PROMPT » All lines holding the string "directory" should be copied from the data below.

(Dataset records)
──────

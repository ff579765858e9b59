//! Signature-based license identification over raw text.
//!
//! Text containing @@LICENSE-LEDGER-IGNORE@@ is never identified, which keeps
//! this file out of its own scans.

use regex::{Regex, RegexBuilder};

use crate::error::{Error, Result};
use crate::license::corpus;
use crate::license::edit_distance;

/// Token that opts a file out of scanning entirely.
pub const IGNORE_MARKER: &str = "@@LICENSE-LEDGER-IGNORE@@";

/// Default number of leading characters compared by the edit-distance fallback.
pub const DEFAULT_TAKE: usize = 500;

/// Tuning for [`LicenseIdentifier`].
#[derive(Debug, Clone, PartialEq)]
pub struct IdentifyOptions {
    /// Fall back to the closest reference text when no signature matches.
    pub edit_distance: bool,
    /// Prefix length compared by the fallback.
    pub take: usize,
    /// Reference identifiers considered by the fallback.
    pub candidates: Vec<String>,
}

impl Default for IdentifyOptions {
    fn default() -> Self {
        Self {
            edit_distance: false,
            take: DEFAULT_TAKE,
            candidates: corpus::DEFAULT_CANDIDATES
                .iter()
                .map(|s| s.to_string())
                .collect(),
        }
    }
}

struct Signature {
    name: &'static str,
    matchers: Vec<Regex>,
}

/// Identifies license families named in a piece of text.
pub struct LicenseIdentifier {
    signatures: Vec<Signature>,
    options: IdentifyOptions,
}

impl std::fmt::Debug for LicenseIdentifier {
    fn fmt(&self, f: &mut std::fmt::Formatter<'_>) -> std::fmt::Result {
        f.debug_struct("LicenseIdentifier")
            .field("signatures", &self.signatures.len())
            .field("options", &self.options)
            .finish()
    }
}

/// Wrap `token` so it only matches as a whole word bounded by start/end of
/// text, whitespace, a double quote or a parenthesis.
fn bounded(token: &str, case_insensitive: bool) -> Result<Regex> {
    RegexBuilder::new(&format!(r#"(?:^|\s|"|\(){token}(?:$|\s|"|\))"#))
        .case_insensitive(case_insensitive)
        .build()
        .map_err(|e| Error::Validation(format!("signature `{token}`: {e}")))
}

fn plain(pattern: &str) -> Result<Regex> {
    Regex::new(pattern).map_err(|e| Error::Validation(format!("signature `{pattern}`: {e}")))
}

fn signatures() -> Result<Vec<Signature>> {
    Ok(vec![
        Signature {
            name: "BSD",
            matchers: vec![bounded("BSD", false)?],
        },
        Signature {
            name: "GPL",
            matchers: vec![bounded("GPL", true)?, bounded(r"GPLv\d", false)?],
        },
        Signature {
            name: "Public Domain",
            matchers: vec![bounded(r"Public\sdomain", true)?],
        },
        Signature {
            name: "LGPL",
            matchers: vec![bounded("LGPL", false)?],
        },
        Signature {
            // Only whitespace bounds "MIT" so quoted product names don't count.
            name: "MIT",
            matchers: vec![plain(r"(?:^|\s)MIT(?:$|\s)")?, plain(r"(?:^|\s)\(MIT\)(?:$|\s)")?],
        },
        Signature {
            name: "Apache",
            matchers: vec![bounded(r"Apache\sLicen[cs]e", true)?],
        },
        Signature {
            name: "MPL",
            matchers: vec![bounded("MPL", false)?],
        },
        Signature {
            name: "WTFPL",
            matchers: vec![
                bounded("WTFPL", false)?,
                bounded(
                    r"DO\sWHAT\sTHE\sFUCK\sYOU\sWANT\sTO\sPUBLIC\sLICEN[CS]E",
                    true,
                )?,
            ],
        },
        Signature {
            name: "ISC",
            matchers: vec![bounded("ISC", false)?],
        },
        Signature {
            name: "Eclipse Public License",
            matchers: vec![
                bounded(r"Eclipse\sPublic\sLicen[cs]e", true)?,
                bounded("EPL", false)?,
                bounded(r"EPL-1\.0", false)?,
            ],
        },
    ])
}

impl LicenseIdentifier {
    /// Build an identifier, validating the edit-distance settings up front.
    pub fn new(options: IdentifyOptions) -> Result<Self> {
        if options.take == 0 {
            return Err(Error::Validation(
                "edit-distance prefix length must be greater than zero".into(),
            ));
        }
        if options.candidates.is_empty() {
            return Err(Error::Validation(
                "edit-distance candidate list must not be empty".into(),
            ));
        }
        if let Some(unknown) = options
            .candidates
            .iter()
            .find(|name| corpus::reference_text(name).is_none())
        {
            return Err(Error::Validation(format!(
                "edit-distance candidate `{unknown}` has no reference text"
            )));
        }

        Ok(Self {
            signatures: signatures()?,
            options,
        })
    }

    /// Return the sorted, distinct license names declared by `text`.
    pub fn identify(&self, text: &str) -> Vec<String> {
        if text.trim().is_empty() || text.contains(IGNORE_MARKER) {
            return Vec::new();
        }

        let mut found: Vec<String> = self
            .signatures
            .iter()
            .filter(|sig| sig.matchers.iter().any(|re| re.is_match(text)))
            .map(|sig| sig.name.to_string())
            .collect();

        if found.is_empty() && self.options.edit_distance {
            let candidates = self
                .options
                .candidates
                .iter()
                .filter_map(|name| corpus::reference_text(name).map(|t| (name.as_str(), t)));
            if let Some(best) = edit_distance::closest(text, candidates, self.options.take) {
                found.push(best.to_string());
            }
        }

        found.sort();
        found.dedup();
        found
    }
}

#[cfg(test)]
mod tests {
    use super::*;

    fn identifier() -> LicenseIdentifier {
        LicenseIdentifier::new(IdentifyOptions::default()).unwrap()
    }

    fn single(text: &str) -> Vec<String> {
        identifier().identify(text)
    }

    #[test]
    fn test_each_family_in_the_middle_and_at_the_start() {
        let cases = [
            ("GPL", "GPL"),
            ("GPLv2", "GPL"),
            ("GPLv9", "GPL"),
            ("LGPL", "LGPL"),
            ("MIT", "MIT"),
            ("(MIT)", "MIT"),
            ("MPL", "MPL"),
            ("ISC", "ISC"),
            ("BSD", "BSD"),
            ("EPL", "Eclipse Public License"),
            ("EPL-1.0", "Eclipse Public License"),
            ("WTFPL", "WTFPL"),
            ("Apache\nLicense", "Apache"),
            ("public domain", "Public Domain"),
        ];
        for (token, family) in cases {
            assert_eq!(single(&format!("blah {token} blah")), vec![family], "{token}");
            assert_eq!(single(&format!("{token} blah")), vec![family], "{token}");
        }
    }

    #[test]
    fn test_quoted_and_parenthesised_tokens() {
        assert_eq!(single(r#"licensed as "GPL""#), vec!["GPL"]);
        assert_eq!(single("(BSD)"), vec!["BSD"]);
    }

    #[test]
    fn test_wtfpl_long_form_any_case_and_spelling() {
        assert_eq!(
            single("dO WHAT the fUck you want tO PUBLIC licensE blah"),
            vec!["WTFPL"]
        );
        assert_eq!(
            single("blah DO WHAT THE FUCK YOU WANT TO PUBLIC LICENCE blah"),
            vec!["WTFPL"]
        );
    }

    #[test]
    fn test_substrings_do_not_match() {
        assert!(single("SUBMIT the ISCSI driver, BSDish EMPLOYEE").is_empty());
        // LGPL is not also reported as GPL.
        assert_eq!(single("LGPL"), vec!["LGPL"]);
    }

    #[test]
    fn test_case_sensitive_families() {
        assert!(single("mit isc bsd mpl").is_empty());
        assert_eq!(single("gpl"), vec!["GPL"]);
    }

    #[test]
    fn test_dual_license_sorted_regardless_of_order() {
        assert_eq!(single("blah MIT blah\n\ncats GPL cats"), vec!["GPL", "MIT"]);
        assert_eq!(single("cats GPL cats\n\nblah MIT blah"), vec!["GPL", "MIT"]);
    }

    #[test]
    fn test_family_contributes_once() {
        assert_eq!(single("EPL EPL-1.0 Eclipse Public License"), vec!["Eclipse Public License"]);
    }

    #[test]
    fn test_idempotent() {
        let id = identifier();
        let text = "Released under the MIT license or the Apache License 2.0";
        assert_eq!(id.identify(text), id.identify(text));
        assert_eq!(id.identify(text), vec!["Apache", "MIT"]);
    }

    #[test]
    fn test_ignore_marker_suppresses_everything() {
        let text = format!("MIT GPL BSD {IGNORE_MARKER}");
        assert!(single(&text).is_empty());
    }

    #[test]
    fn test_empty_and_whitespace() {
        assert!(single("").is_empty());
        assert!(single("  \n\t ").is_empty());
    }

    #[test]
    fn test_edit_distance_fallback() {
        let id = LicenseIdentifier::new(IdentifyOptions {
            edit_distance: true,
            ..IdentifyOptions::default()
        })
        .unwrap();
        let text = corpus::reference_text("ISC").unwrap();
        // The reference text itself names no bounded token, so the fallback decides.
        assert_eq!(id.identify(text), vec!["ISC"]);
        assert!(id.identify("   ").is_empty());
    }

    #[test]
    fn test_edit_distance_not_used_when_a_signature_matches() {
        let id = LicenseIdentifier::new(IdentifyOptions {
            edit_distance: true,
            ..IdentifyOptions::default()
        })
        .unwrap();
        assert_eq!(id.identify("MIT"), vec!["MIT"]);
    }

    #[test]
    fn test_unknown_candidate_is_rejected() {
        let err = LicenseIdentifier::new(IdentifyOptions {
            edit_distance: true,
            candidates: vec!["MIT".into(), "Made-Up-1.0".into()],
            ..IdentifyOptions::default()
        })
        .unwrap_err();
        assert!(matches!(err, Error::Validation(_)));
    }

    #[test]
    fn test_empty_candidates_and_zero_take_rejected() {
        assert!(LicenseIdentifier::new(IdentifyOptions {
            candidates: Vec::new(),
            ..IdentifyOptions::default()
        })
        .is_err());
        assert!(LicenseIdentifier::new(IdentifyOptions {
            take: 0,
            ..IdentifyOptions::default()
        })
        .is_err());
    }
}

──────

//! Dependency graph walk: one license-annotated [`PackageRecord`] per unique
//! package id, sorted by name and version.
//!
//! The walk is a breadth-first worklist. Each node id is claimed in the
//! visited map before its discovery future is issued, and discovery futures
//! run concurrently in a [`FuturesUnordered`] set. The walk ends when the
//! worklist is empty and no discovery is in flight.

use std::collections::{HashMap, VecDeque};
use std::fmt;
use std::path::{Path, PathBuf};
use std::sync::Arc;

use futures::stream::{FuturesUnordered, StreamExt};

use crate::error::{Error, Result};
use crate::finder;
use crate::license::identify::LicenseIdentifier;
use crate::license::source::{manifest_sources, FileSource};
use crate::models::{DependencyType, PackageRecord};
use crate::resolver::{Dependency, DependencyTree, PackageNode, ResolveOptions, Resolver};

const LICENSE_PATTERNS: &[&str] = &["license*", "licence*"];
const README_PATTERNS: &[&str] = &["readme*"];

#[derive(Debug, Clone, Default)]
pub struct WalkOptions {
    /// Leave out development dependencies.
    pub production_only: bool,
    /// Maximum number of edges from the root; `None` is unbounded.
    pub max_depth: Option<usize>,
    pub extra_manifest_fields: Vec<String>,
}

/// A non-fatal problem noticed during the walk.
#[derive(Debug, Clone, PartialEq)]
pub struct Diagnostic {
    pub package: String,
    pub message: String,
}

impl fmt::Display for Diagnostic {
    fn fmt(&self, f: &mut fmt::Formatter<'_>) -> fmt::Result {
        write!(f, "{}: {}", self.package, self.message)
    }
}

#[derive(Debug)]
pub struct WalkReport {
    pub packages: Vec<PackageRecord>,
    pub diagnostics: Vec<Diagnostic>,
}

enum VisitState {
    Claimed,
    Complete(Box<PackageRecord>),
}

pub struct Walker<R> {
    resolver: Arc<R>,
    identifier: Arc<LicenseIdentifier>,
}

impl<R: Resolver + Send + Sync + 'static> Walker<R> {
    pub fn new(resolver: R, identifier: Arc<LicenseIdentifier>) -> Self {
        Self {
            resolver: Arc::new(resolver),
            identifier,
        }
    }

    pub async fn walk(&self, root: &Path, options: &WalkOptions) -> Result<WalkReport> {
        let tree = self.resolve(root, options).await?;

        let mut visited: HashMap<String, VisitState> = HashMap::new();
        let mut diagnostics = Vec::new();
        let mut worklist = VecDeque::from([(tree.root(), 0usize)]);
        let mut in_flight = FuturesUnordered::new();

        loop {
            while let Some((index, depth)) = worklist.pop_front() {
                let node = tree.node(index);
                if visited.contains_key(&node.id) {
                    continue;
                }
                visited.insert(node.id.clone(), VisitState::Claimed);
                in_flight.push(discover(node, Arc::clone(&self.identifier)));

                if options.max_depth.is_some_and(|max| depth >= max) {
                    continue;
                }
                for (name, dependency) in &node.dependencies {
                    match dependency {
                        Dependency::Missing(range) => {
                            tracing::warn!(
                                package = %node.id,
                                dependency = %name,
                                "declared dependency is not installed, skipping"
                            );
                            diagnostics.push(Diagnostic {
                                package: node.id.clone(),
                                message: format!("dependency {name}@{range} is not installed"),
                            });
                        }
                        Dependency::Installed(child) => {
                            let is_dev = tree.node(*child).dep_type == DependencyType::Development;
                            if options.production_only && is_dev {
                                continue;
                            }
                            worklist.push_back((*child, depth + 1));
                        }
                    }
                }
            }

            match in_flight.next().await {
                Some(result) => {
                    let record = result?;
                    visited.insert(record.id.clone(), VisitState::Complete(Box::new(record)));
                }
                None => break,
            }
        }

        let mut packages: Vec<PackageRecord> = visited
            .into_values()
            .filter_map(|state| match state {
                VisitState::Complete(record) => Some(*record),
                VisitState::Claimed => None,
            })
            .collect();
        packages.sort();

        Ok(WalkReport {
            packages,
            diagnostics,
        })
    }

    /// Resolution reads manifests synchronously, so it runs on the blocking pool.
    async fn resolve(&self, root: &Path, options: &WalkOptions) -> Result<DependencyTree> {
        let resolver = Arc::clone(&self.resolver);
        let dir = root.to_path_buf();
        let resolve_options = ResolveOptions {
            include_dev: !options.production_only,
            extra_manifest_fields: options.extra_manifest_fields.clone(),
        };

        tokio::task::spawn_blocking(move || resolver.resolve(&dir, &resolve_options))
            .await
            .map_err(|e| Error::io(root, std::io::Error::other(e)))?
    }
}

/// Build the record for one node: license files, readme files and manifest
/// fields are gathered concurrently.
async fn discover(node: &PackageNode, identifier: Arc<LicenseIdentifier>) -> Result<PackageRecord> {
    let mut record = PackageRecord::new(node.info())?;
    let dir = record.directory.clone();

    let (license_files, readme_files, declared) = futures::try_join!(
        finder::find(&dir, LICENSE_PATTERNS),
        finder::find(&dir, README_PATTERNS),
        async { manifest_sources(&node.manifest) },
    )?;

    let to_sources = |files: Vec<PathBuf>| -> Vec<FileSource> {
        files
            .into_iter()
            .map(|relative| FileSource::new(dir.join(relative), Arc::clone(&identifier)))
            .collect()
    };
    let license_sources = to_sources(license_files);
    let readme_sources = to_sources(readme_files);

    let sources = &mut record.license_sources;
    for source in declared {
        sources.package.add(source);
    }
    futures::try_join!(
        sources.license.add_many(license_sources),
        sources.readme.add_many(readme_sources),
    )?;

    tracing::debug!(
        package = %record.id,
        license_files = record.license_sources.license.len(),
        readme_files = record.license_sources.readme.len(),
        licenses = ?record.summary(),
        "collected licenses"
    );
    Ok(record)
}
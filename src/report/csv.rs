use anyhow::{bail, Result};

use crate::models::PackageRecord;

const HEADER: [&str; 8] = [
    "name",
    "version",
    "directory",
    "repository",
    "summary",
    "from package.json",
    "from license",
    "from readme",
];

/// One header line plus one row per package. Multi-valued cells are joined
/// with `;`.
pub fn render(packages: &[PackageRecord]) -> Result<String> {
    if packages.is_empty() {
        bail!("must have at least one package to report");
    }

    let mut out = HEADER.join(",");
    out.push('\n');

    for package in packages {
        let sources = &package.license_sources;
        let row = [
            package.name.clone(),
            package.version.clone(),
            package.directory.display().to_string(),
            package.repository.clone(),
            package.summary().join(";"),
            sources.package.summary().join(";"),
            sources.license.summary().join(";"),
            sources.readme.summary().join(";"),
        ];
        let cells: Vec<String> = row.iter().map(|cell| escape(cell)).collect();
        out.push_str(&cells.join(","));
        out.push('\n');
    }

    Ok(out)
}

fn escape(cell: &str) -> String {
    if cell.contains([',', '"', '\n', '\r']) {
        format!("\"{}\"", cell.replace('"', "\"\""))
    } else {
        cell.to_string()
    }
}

──────

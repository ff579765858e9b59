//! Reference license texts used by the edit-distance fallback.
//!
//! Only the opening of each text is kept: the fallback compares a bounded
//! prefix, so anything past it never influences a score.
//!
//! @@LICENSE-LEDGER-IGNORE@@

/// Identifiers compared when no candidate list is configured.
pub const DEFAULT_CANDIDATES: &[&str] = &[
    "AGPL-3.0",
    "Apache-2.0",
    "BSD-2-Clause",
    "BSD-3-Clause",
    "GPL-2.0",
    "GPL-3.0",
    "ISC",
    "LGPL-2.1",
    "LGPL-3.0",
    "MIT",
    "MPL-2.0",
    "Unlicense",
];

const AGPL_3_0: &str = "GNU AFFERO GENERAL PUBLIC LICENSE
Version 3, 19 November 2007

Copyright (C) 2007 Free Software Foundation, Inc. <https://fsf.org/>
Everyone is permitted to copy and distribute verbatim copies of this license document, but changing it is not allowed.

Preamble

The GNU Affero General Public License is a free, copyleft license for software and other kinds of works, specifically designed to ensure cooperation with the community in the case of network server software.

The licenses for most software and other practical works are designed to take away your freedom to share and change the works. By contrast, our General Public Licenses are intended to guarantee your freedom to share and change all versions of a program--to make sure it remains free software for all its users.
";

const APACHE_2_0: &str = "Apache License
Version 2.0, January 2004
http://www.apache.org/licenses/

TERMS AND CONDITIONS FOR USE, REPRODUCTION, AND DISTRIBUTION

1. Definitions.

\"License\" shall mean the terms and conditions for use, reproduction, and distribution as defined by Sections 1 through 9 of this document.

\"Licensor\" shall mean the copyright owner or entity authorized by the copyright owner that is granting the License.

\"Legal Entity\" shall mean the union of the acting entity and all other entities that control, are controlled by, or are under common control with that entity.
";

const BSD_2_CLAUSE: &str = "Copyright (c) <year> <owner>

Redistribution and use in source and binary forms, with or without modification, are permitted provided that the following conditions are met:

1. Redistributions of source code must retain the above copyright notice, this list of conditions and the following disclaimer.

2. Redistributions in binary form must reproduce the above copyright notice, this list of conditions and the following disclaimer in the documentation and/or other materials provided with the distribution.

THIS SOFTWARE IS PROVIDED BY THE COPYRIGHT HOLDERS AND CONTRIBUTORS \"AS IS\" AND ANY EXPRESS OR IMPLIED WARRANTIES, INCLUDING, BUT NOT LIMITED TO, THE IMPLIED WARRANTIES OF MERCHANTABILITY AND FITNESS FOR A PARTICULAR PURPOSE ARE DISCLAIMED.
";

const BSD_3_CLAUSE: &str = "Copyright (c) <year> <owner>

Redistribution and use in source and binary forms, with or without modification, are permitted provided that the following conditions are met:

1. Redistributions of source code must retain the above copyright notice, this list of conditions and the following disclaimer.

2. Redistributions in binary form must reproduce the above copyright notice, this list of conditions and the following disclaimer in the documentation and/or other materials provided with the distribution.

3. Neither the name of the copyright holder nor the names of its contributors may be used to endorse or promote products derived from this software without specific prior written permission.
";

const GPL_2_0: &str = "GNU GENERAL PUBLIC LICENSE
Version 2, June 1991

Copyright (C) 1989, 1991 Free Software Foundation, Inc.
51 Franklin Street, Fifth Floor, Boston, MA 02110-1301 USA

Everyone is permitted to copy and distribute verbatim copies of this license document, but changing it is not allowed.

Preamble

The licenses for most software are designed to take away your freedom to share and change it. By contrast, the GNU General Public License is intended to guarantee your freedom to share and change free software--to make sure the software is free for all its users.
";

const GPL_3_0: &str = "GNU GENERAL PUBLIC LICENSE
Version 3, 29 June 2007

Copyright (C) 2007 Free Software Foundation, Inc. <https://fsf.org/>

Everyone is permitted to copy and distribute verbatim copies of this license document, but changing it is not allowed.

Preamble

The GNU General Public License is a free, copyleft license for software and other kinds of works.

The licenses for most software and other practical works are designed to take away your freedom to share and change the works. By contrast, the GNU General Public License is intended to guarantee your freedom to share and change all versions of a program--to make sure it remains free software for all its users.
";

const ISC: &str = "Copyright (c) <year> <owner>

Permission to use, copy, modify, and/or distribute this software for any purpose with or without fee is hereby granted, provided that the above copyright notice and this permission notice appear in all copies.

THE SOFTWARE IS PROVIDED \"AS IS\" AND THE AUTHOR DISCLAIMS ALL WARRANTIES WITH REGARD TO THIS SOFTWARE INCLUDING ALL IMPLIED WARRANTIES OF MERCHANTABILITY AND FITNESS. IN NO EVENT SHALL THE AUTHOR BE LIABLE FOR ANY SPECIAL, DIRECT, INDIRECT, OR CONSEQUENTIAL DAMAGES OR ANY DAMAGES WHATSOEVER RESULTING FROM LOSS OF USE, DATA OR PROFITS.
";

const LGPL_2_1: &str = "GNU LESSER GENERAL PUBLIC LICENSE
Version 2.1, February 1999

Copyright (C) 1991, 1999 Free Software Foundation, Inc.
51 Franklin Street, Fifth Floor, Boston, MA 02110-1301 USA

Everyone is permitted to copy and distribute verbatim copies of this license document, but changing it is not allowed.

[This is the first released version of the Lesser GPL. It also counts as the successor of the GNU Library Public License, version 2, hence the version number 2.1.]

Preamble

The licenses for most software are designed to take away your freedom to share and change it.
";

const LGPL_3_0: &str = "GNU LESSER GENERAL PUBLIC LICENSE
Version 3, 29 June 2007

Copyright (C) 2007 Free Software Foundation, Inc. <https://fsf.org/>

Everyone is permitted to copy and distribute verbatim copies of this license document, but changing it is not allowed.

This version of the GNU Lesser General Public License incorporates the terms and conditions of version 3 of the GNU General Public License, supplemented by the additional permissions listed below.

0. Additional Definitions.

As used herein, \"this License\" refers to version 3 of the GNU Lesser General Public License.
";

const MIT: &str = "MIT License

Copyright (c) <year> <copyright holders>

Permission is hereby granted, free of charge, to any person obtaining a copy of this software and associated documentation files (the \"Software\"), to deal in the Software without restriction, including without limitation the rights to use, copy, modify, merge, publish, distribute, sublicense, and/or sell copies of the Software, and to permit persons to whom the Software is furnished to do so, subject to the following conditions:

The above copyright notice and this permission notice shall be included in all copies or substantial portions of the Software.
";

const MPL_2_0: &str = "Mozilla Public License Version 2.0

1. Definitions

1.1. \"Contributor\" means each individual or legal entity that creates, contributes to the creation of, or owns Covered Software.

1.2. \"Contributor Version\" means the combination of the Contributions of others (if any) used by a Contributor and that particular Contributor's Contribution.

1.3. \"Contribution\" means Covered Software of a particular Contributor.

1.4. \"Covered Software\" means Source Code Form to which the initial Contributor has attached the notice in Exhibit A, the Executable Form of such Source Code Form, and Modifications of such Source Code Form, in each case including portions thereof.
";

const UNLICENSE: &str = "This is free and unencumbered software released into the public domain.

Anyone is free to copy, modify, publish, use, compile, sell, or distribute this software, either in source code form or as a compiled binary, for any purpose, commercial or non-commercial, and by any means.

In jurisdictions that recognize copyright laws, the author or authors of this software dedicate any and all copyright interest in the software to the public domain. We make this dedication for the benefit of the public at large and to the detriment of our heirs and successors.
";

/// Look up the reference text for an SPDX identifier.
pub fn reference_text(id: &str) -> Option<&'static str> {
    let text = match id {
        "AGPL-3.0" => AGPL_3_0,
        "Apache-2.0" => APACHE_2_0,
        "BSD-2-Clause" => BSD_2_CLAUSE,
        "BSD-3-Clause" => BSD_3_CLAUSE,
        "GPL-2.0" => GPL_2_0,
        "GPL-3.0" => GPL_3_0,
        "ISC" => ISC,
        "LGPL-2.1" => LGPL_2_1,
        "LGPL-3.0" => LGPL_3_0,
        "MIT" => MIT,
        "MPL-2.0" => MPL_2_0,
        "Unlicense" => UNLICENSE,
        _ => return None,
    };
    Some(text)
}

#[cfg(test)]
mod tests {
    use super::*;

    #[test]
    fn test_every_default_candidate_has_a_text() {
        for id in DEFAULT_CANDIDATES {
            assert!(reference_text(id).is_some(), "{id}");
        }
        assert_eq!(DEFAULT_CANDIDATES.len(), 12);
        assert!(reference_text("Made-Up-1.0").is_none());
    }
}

──────

RESPONSE FOR THIS EXERCISE »
    let dir = record.directory.clone();
    "directory",
            package.directory.display().to_string(),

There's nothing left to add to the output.